Find minimum and maximum start date with repeated values

Question

Find minimum and maximum start date with repeated values

SSC Enthusiast

Points: 146

May 4, 2017 at 8:01 pm

I have a bunch of data which has a serviceid, 2 amount fields and a date range from the 16th to the 15th of each month. Of the 2 amount fields only 1 will have a value each month with the other being zero. Lately we have implemented a new system where we have another date range and value which has accurate start and end dates. Over time this new system will phase out the old system however at the moment I need to have a report that combines the 2 together giving priority to the new system.

The report I need will show the serviceid, amount, start date and end date to basically build up a history of changes in value over the years. I had this all working ok until I realised that sometimes the amount changes for a few months and then changes back and so using MIN & MAX was causing overlapping data. I have no idea how to get around this and have been stumped for weeks now.

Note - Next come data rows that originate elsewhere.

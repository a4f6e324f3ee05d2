//! Browser rendering abstraction.
//!
//! [`Renderer`] owns the browser process; [`RenderContext`] is one page in
//! it. Everything above this module talks to the page only through
//! [`RenderContext`], which keeps the scroll loop testable without Chromium.

pub mod chromium;
#[cfg(test)]
pub(crate) mod scripted;

use crate::stealth::fingerprint::Fingerprint;
use anyhow::{bail, Result};
use async_trait::async_trait;
use serde::{Deserialize, Serialize};
use std::time::{Duration, Instant};

/// Interval between selector probes in [`RenderContext::wait_for_selector`].
const SELECTOR_POLL_INTERVAL: Duration = Duration::from_millis(100);

/// Outcome of a page navigation.
#[derive(Debug, Clone, Default, Serialize, Deserialize)]
pub struct NavigationResult {
    /// URL after redirects.
    pub final_url: String,
    /// Time until the load event, in milliseconds.
    pub load_time_ms: u64,
}

/// A browser process able to open pages.
#[async_trait]
pub trait Renderer: Send + Sync {
    /// Open a fresh page.
    async fn new_context(&self) -> Result<Box<dyn RenderContext>>;

    /// Terminate the browser process.
    async fn shutdown(&self) -> Result<()>;
}

/// A single page.
#[async_trait]
pub trait RenderContext: Send + Sync {
    /// Navigate and wait for the load event.
    async fn navigate(&mut self, url: &str, timeout_ms: u64) -> Result<NavigationResult>;

    /// Evaluate a JavaScript expression and return its JSON value.
    async fn execute_js(&self, script: &str) -> Result<serde_json::Value>;

    /// Override the layout viewport.
    async fn set_viewport(&mut self, width: u32, height: u32) -> Result<()>;

    /// Install the stealth patches and user agent for every later document.
    async fn apply_fingerprint(&mut self, fingerprint: &Fingerprint) -> Result<()>;

    /// Run a declarative structured query over the current rendered content.
    async fn query_structured(&self, query: &str) -> Result<serde_json::Value>;

    /// Close the page.
    async fn close(self: Box<Self>) -> Result<()>;

    /// Poll until `selector` matches an element or `timeout` passes.
    async fn wait_for_selector(&self, selector: &str, timeout: Duration) -> Result<()> {
        let script = format!(
            "document.querySelector({}) !== null",
            serde_json::Value::String(selector.to_string())
        );
        let start = Instant::now();

        loop {
            // Probe errors while the page is still settling count as "not yet".
            if let Ok(value) = self.execute_js(&script).await {
                if value.as_bool() == Some(true) {
                    return Ok(());
                }
            }
            if start.elapsed() >= timeout {
                bail!("selector '{selector}' not found within {}ms", timeout.as_millis());
            }
            tokio::time::sleep(SELECTOR_POLL_INTERVAL).await;
        }
    }

    /// Total scrollable height of the document.
    async fn scroll_height(&self) -> Result<u64> {
        let value = self
            .execute_js("document.documentElement.scrollHeight")
            .await?;
        match value.as_u64().or_else(|| value.as_f64().map(|f| f as u64)) {
            Some(h) => Ok(h),
            None => bail!("scrollHeight returned non-numeric value: {value}"),
        }
    }

    /// Scroll the window to an absolute vertical offset.
    async fn scroll_to(&self, offset: u64) -> Result<()> {
        self.execute_js(&format!("window.scrollTo(0, {offset})"))
            .await?;
        Ok(())
    }
}
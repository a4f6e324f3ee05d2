//! Stealth measures for browser automation.
//!
//! Patches browser fingerprint signals and paces actions like a person
//! would, so the playlist page serves the same lazy list it serves humans.

pub mod behavior;
pub mod fingerprint;
//! Environment readiness check.
//!
//! Verifies the three things a scrape needs before it launches anything:
//! an API key, a Chromium binary, and a writable output directory. Every
//! failure prints the fix.

use crate::cli::output::{self, Styled};
use crate::config::ScrapeConfig;
use crate::renderer::chromium::find_chromium;
use anyhow::Result;
use std::path::{Path, PathBuf};

/// Readiness facts gathered from the environment.
#[derive(Debug, Clone)]
pub struct DoctorReport {
    pub api_key: Result<(), String>,
    pub chromium: Option<PathBuf>,
    pub output_dir: PathBuf,
    pub output_writable: Result<(), String>,
}

impl DoctorReport {
    pub fn ready(&self) -> bool {
        self.api_key.is_ok() && self.chromium.is_some() && self.output_writable.is_ok()
    }
}

/// Gather the report.
pub fn diagnose() -> DoctorReport {
    let config = ScrapeConfig::from_env();
    let (api_key, explicit_chromium, output_dir) = match &config {
        Ok(c) => (Ok(()), c.chromium_path.clone(), c.output_dir.clone()),
        Err(e) => (Err(e.to_string()), None, PathBuf::from("output")),
    };

    DoctorReport {
        api_key,
        chromium: find_chromium(explicit_chromium.as_ref()),
        output_writable: check_writable(&output_dir),
        output_dir,
    }
}

/// Create `dir` if needed and prove a file can be written into it.
pub fn check_writable(dir: &Path) -> Result<(), String> {
    std::fs::create_dir_all(dir).map_err(|e| e.to_string())?;
    let probe = dir.join(".playlist-sweep-probe");
    std::fs::write(&probe, b"ok").map_err(|e| e.to_string())?;
    let _ = std::fs::remove_file(&probe);
    Ok(())
}

/// Run the doctor and print the report.
pub async fn run(json: bool) -> Result<()> {
    let report = diagnose();

    if json {
        output::print_json(&serde_json::json!({
            "version": env!("CARGO_PKG_VERSION"),
            "api_key": report.api_key.is_ok(),
            "chromium_path": report.chromium.as_ref().map(|p| p.display().to_string()),
            "output_dir": report.output_dir.display().to_string(),
            "output_writable": report.output_writable.is_ok(),
            "ready": report.ready(),
        }));
        return Ok(());
    }

    let s = Styled::new();
    output::print_header(&s);
    output::print_section(&s, "Environment");

    match &report.api_key {
        Ok(()) => output::print_check(s.ok_sym(), "API key:", "AGENTQL_API_KEY set"),
        Err(msg) => {
            output::print_check(s.fail_sym(), "API key:", msg);
            output::print_detail("Fix: export AGENTQL_API_KEY=<your key>");
        }
    }

    match &report.chromium {
        Some(path) => output::print_check(s.ok_sym(), "Chromium:", &path.display().to_string()),
        None => {
            output::print_check(s.fail_sym(), "Chromium:", "NOT FOUND");
            output::print_detail("Install Chrome/Chromium or set PLAYLIST_SWEEP_CHROMIUM_PATH");
        }
    }

    let dir = report.output_dir.display().to_string();
    match &report.output_writable {
        Ok(()) => output::print_check(s.ok_sym(), "Output dir:", &format!("{dir} (writable)")),
        Err(msg) => {
            output::print_check(s.fail_sym(), "Output dir:", &format!("{dir}: {msg}"));
            output::print_detail("Fix: set PLAYLIST_SWEEP_OUTPUT_DIR to a writable directory");
        }
    }

    if report.ready() {
        output::print_status(&s, &s.green("READY"), "run 'playlist-sweep'");
    } else {
        output::print_status(&s, &s.red("NOT READY"), "fix issues above");
    }
    Ok(())
}
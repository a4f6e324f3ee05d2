//! `playlist-sweep`: scrape one playlist and export it.

use crate::cli::output::{self, Styled};
use crate::config::ScrapeConfig;
use crate::export::{ExportOutcome, ExportReport};
use crate::pipeline::{Orchestrator, ScrapeSummary};
use crate::renderer::chromium::ChromiumRenderer;
use crate::renderer::Renderer;
use anyhow::{Context, Result};
use std::path::PathBuf;
use std::time::Instant;
use tracing::{info, warn};

/// Command-line overrides layered on top of the environment config.
#[derive(Debug, Clone, Default)]
pub struct ScrapeArgs {
    pub url: Option<String>,
    pub output_dir: Option<PathBuf>,
    pub headful: bool,
    pub no_sandbox: bool,
    pub json: bool,
}

impl ScrapeArgs {
    /// Apply the overrides to `config`.
    pub fn apply(&self, config: &mut ScrapeConfig) {
        if let Some(url) = &self.url {
            config.target_url = url.clone();
        }
        if let Some(dir) = &self.output_dir {
            config.output_dir = dir.clone();
        }
        if self.headful {
            config.headless = false;
        }
        if self.no_sandbox {
            config.no_sandbox = true;
        }
    }
}

/// Run a scrape.
pub async fn run(args: ScrapeArgs) -> Result<()> {
    // Configuration problems surface before any browser is launched.
    let mut config = ScrapeConfig::from_env()?;
    args.apply(&mut config);

    let start = Instant::now();
    let renderer = ChromiumRenderer::launch(&config)
        .await
        .context("failed to start the browser; run 'playlist-sweep doctor'")?;

    let result = Orchestrator::new(&config).run(&renderer).await;

    if let Err(e) = renderer.shutdown().await {
        warn!("browser shutdown failed: {e:#}");
    }

    let summary = result?;
    info!(
        collected = summary.collected,
        steps = summary.scroll.steps,
        elapsed_ms = start.elapsed().as_millis() as u64,
        "scrape finished"
    );

    if args.json {
        output::print_json(&summary_json(&summary));
    } else if !output::is_quiet() {
        print_summary(&Styled::new(), &summary, start.elapsed().as_secs());
    }
    Ok(())
}

fn summary_json(summary: &ScrapeSummary) -> serde_json::Value {
    let (written, failures): (Vec<String>, Vec<serde_json::Value>) = match &summary.export {
        ExportOutcome::Skipped => (Vec::new(), Vec::new()),
        ExportOutcome::Written(report) => (
            report
                .written
                .iter()
                .map(|p| p.display().to_string())
                .collect(),
            report
                .failures
                .iter()
                .map(|f| serde_json::json!({ "format": f.format, "error": f.error.to_string() }))
                .collect(),
        ),
    };
    serde_json::json!({
        "final_url": summary.final_url,
        "collected": summary.collected,
        "scroll_steps": summary.scroll.steps,
        "failed_batches": summary.scroll.failed_batches,
        "written": written,
        "failures": failures,
    })
}

fn print_summary(s: &Styled, summary: &ScrapeSummary, secs: u64) {
    output::print_header(s);
    output::print_section(s, "Scrape");
    output::print_check(s.ok_sym(), "Page:", &summary.final_url);
    output::print_check(
        s.ok_sym(),
        "Videos:",
        &format!(
            "{} unique over {} scroll steps",
            summary.collected, summary.scroll.steps
        ),
    );
    if summary.scroll.failed_batches > 0 {
        output::print_check(
            s.warn_sym(),
            "Failed batches:",
            &summary.scroll.failed_batches.to_string(),
        );
    }
    output::print_check(s.ok_sym(), "Elapsed:", &output::format_duration(secs));
    eprintln!();

    output::print_section(s, "Export");
    match &summary.export {
        ExportOutcome::Skipped => {
            output::print_check(s.warn_sym(), "Files:", "none (no videos collected)");
        }
        ExportOutcome::Written(report) => print_report(s, report),
    }
}

fn print_report(s: &Styled, report: &ExportReport) {
    if !report.is_complete() {
        warn!(
            failed = report.failures.len(),
            "export incomplete for {}",
            report.base_name
        );
    }
    for path in &report.written {
        output::print_check(s.ok_sym(), "Saved:", &path.display().to_string());
    }
    for failure in &report.failures {
        output::print_check(
            s.fail_sym(),
            &format!("{}:", failure.format),
            &failure.error.to_string(),
        );
    }
}
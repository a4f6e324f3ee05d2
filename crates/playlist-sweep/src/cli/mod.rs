//! CLI subcommand implementations for the playlist-sweep binary.

pub mod doctor;
pub mod output;
pub mod scrape_cmd;
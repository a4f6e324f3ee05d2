//! Pretty-printed JSON array export.

use crate::collect::Item;
use crate::error::ExportError;
use serde::Serialize;
use std::fs::File;
use std::io::{BufWriter, Write};
use std::path::Path;

/// Write `items` as a JSON array indented with four spaces.
pub fn write(path: &Path, items: &[Item]) -> Result<(), ExportError> {
    let io_err = |source| ExportError::Io {
        path: path.to_path_buf(),
        source,
    };
    let file = File::create(path).map_err(io_err)?;
    let mut writer = BufWriter::new(file);

    let formatter = serde_json::ser::PrettyFormatter::with_indent(b"    ");
    let mut serializer = serde_json::Serializer::with_formatter(&mut writer, formatter);
    items.serialize(&mut serializer)?;

    writer.write_all(b"\n").map_err(io_err)?;
    writer.flush().map_err(io_err)?;
    Ok(())
}

#[cfg(test)]
mod tests {
    use super::*;
    use crate::export::tests::sample_set;
    use assert_json_diff::assert_json_include;
    use serde_json::{json, Value};

    #[test]
    fn test_writes_full_record_list() {
        let dir = tempfile::tempdir().unwrap();
        let path = dir.path().join("out.json");
        let set = sample_set(2);
        write(&path, set.items()).unwrap();

        let text = std::fs::read_to_string(&path).unwrap();
        assert!(text.starts_with("[\n    {"));

        let value: Value = serde_json::from_str(&text).unwrap();
        assert_eq!(value.as_array().unwrap().len(), 2);
        assert_json_include!(
            actual: value,
            expected: json!([
                {
                    "title": "Video 0",
                    "views": "0K views",
                    "age": "0 days ago",
                    "id": "ID0",
                    "toggle": "ON"
                },
                { "title": "Video 1", "id": "ID1" }
            ])
        );
    }

    #[test]
    fn test_non_ascii_preserved() {
        let dir = tempfile::tempdir().unwrap();
        let path = dir.path().join("out.json");
        let mut set = crate::collect::CollectedSet::new();
        set.ingest(vec![crate::collect::RawItem {
            title: "日本語タイトル".into(),
            link: "/watch?v=JP".into(),
            ..Default::default()
        }]);
        write(&path, set.items()).unwrap();
        assert!(std::fs::read_to_string(&path).unwrap().contains("日本語タイトル"));
    }
}
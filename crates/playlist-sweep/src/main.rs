//! playlist-sweep CLI entry point.

use anyhow::Result;
use clap::{Parser, Subcommand, ValueEnum};
use playlist_sweep::cli;
use playlist_sweep::cli::scrape_cmd::ScrapeArgs;
use std::path::PathBuf;
use tracing_subscriber::layer::SubscriberExt;
use tracing_subscriber::util::SubscriberInitExt;

#[derive(Parser)]
#[command(name = "playlist-sweep")]
#[command(about = "Scroll a playlist page in a headless browser and export every video")]
#[command(version)]
struct Cli {
    #[command(subcommand)]
    command: Option<Commands>,

    /// Playlist URL (overrides PLAYLIST_SWEEP_URL)
    #[arg(long, global = true)]
    url: Option<String>,

    /// Directory for exported files (overrides PLAYLIST_SWEEP_OUTPUT_DIR)
    #[arg(long, short = 'o', global = true)]
    output_dir: Option<PathBuf>,

    /// Show the browser window
    #[arg(long)]
    headful: bool,

    /// Launch Chromium without its sandbox (containers)
    #[arg(long)]
    no_sandbox: bool,

    /// Print the run summary as JSON on stdout
    #[arg(long)]
    json: bool,

    /// Suppress the human-readable summary
    #[arg(long, short = 'q')]
    quiet: bool,

    /// Enable debug logging
    #[arg(long, short = 'v')]
    verbose: bool,

    /// Log output format
    #[arg(long, value_enum, default_value_t = LogFormat::Text)]
    log_format: LogFormat,
}

#[derive(Subcommand)]
enum Commands {
    /// Check API key, browser and output directory
    Doctor {
        /// Print the report as JSON
        #[arg(long)]
        json: bool,
    },
}

#[derive(Clone, Copy, Debug, ValueEnum)]
enum LogFormat {
    Text,
    Json,
}

#[tokio::main]
async fn main() -> Result<()> {
    let cli = Cli::parse();

    if cli.quiet {
        std::env::set_var("PLAYLIST_SWEEP_QUIET", "1");
    }

    setup_tracing(cli.log_format, cli.verbose);

    match cli.command {
        Some(Commands::Doctor { json }) => cli::doctor::run(json).await,
        None => {
            cli::scrape_cmd::run(ScrapeArgs {
                url: cli.url,
                output_dir: cli.output_dir,
                headful: cli.headful,
                no_sandbox: cli.no_sandbox,
                json: cli.json,
            })
            .await
        }
    }
}

fn setup_tracing(format: LogFormat, verbose: bool) {
    let default = if verbose {
        "playlist_sweep=debug,info"
    } else {
        "playlist_sweep=info,warn"
    };
    let env_filter = tracing_subscriber::EnvFilter::try_from_default_env()
        .unwrap_or_else(|_| tracing_subscriber::EnvFilter::new(default));

    let registry = tracing_subscriber::registry().with(env_filter);
    match format {
        LogFormat::Json => registry
            .with(tracing_subscriber::fmt::layer().json().with_writer(std::io::stderr))
            .init(),
        LogFormat::Text => registry
            .with(tracing_subscriber::fmt::layer().with_writer(std::io::stderr))
            .init(),
    }
}
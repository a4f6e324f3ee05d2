//! Delimited-text export with a fixed column order.

use super::COLUMNS;
use crate::collect::Item;
use crate::error::ExportError;
use std::path::Path;

/// Write a header row plus one row per item.
pub fn write(path: &Path, items: &[Item]) -> Result<(), ExportError> {
    let mut writer = ::csv::Writer::from_path(path)?;
    writer.write_record(COLUMNS)?;
    for item in items {
        writer.write_record(item.row())?;
    }
    writer.flush().map_err(|source| ExportError::Io {
        path: path.to_path_buf(),
        source,
    })?;
    Ok(())
}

Here is some test data with the amount being Priority1, Priority2 & Priority3 which is used in that order so the new system overrides the old. My basic query that I used is below but as you can see from the results this doesn't work.

CREATE TABLE #Test (ServiceID int, StartDate datetime, EndDate datetime, Priority2 decimal(10,2), Priority3 decimal(10,2), Priority1 decimal(10,2), Priority1Start datetime, Priority1End datetime) GO

INSERT INTO #Test VALUES (100,'2016-04-16','2016-05-15',100.00,0.00,NULL,NULL,NULL) INSERT INTO #Test VALUES (100,'2016-05-16','2016-06-15',100.00,0.00,NULL,NULL,NULL) INSERT INTO #Test VALUES (100,'2016-05-16','2016-06-15',0.00,150.00,NULL,NULL,NULL) INSERT INTO #Test VALUES (100,'2016-06-16','2016-07-15',0.00,150.00,NULL,NULL,NULL) INSERT INTO #Test VALUES (100,'2016-07-16','2016-08-15',0.00,150.00,NULL,NULL,NULL) INSERT INTO #Test VALUES (100,'2016-08-16','2016-09-15',0.00,180.00,NULL,NULL,NULL) INSERT INTO #Test VALUES (100,'2016-09-16','2016-10-15',0.00,200.00,NULL,NULL,NULL) INSERT INTO #Test VALUES (100,'2016-10-16','2016-11-15',0.00,240.00,NULL,NULL,NULL) INSERT INTO #Test VALUES (100,'2016-11-16','2016-12-15',0.00,240.00,NULL,NULL,NULL) INSERT INTO #Test VALUES (120,'2016-11-16','2016-12-15',0.00,300.00,NULL,NULL,NULL) INSERT INTO #Test VALUES (100,'2016-12-16','2017-01-15',0.00,200.00,NULL,NULL,NULL) INSERT INTO #Test VALUES (120,'2016-12-16','2017-01-15',0.00,300.00,NULL,NULL,NULL) INSERT INTO #Test VALUES (100,'2017-01-16','2017-02-15',0.00,200.00,NULL,NULL,NULL) INSERT INTO #Test VALUES (120,'2017-01-16','2017-02-15',0.00,300.00,NULL,NULL,NULL) INSERT INTO #Test VALUES (122,'2017-01-16','2017-02-15',180.00,0.00,NULL,NULL,NULL) INSERT INTO #Test VALUES (100,'2017-02-16','2017-03-15',0.00,400.00,400.00,'2017-03-05','2017-04-20') INSERT INTO #Test VALUES (120,'2017-02-16','2017-03-15',0.00,300.00,NULL,NULL,NULL) INSERT INTO #Test VALUES (122,'2017-02-16','2017-03-15',180.00,0.00,NULL,NULL,NULL) INSERT INTO #Test VALUES (100,'2017-03-16','2017-04-15',0.00,400.00,400.00,'2017-03-05','2017-04-20') INSERT INTO #Test VALUES (122,'2017-03-16','2017-04-15',280.00,0.00,280.00,'2017-03-21',NULL) INSERT INTO #Test VALUES (120,'2017-03-16','2017-04-15',0.00,200.00,200.00,'2017-04-01',NULL) INSERT INTO #Test VALUES (122,'2017-04-16','2017-05-15',280.00,0.00,280.00,'2017-03-21',NULL) INSERT INTO #Test VALUES (120,'2017-04-16','2017-05-15',0.00,200.00,200.00,'2017-04-01',NULL) INSERT INTO #Test VALUES (100,'2017-04-16','2017-05-15',0.00,450.00,450.00,'2017-04-21',NULL)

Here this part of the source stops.